Bosnia Erzegovina: al via la Corte sui crimini di guerra
E’ stata inaugurata in Bosnia Erzegovina, grazie al sostegno del Tribunale dell’Aja, una Camera speciale per i crimini di guerra. Affinché riesca ad essere efficace e sia uno strumento utile per favorire la verità sui tragici anni della guerra i suoi compiti chiave devono essere accettati da tutte le parti in gioco
Di Beth Kampschror *, Sarajevo, IWPR, 4 marzo 2005 (titolo originale: "High Hopes for Bosnian Court")
Traduzione per Osservatorio sui Balcani: Carlo Dall’Asta
"Ci vorrebbero giorni per raccontare tutto," ha detto un’ex internata in un campo di prigionia bosniaco, alla richiesta di fare un resoconto delle sue esperienze durante la guerra.
Ha raccontato la sua storia già molte volte, come testimone protetto al Tribunale dell’Aja, in diversi processi contro persone accusate di aver torturato, violentato e ucciso altre persone nei campi di prigionia della Bosnia nord-occidentale.
Eppure ha detto a IWPR che vorrebbe testimoniare ancora, questa volta alla nuova Corte dedicata ai crimini di guerra, che inizierà i suoi lavori la settimana prossima a Sarajevo.
Questa ex Testimone del tribunale dell’Aja, il cui nome è stato chiesto a IWPR di non rivelare, attende di essere nuovamente chiamata a fornire prove delle torture e degli omicidi cui ha assistito nel campo di Omarska.

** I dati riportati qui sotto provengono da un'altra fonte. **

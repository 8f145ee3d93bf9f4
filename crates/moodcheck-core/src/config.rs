//! Application configuration management.
//!
//! This module handles loading and saving the application configuration:
//! backend address, token storage backend, timing knobs and the last used
//! username.
//!
//! Configuration is stored at `~/.config/moodcheck/config.json`. The
//! backend address can be overridden with `MOODCHECK_API_URL`.

use std::path::PathBuf;
use std::time::Duration;

use anyhow::{Context, Result};
use serde::{Deserialize, Serialize};

use crate::api::client::{DEFAULT_API_URL, REQUEST_TIMEOUT_SECS};
use crate::auth::{SessionStore, StorageKind};
use crate::views::DEFAULT_REDIRECT_DELAY;

/// Application name used for config/data directory paths
const APP_NAME: &str = "moodcheck";

/// Config file name
const CONFIG_FILE: &str = "config.json";

/// Environment variable overriding the backend address
pub const API_URL_ENV: &str = "MOODCHECK_API_URL";

#[derive(Debug, Clone, Serialize, Deserialize, Default, PartialEq, Eq)]
#[serde(default)]
pub struct Config {
    pub api_url: Option<String>,
    pub last_username: Option<String>,
    pub storage: StorageKind,
    pub redirect_delay_ms: Option<u64>,
    pub request_timeout_secs: Option<u64>,
}

impl Config {
    pub fn load() -> Result<Self> {
        Self::load_from(Self::path()?)
    }

    pub fn load_from(path: PathBuf) -> Result<Self> {
        if path.exists() {
            let contents = std::fs::read_to_string(&path).context("Failed to read config file")?;
            serde_json::from_str(&contents).context("Failed to parse config file")
        } else {
            Ok(Self::default())
        }
    }

    pub fn save(&self) -> Result<()> {
        self.save_to(Self::path()?)
    }

    pub fn save_to(&self, path: PathBuf) -> Result<()> {
        if let Some(parent) = path.parent() {
            std::fs::create_dir_all(parent)?;
        }
        let contents = serde_json::to_string_pretty(self)?;
        std::fs::write(path, contents)?;
        Ok(())
    }

    /// Location of the config file
    pub fn path() -> Result<PathBuf> {
        let config_dir = dirs::config_dir()
            .ok_or_else(|| anyhow::anyhow!("Could not find config directory"))?;
        Ok(config_dir.join(APP_NAME).join(CONFIG_FILE))
    }

    /// Per-user directory for the session file and logs
    pub fn data_dir() -> Option<PathBuf> {
        dirs::data_dir().map(|dir| dir.join(APP_NAME))
    }

    /// Backend address: environment, then config file, then the default.
    pub fn api_url(&self) -> String {
        self.api_url_with(std::env::var(API_URL_ENV).ok())
    }

    fn api_url_with(&self, env_url: Option<String>) -> String {
        env_url
            .filter(|url| !url.trim().is_empty())
            .or_else(|| self.api_url.clone())
            .unwrap_or_else(|| DEFAULT_API_URL.to_string())
    }

    pub fn redirect_delay(&self) -> Duration {
        self.redirect_delay_ms
            .map(Duration::from_millis)
            .unwrap_or(DEFAULT_REDIRECT_DELAY)
    }

    pub fn request_timeout(&self) -> Duration {
        Duration::from_secs(self.request_timeout_secs.unwrap_or(REQUEST_TIMEOUT_SECS))
    }

    /// Session store on the configured backend
    pub fn session_store(&self) -> SessionStore {
        SessionStore::open(self.storage, Self::data_dir())
    }
}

Il processo di Zeljko Mejakic, il presunto comandante del campo, sarà probabilmente uno dei primi casi sentiti dalla Camera speciale.
Dopo più di un anno di preparativi, che sono stati intensi ma poco pubblicizzati, la Camera speciale – istituita con l’aiuto del Tribunale dell’Aja – sarà inaugurata il 9 marzo con una cerimonia cui presenzieranno le più alte autorità del Tribunale dell’Aja.
In Bosnia, ci sono grandi speranze che la Corte porterà alla luce sempre più verità riguardo ai crimini di guerra là commessi più di un decennio fa, ed aiuterà il lento e accidentato processo di riconciliazione.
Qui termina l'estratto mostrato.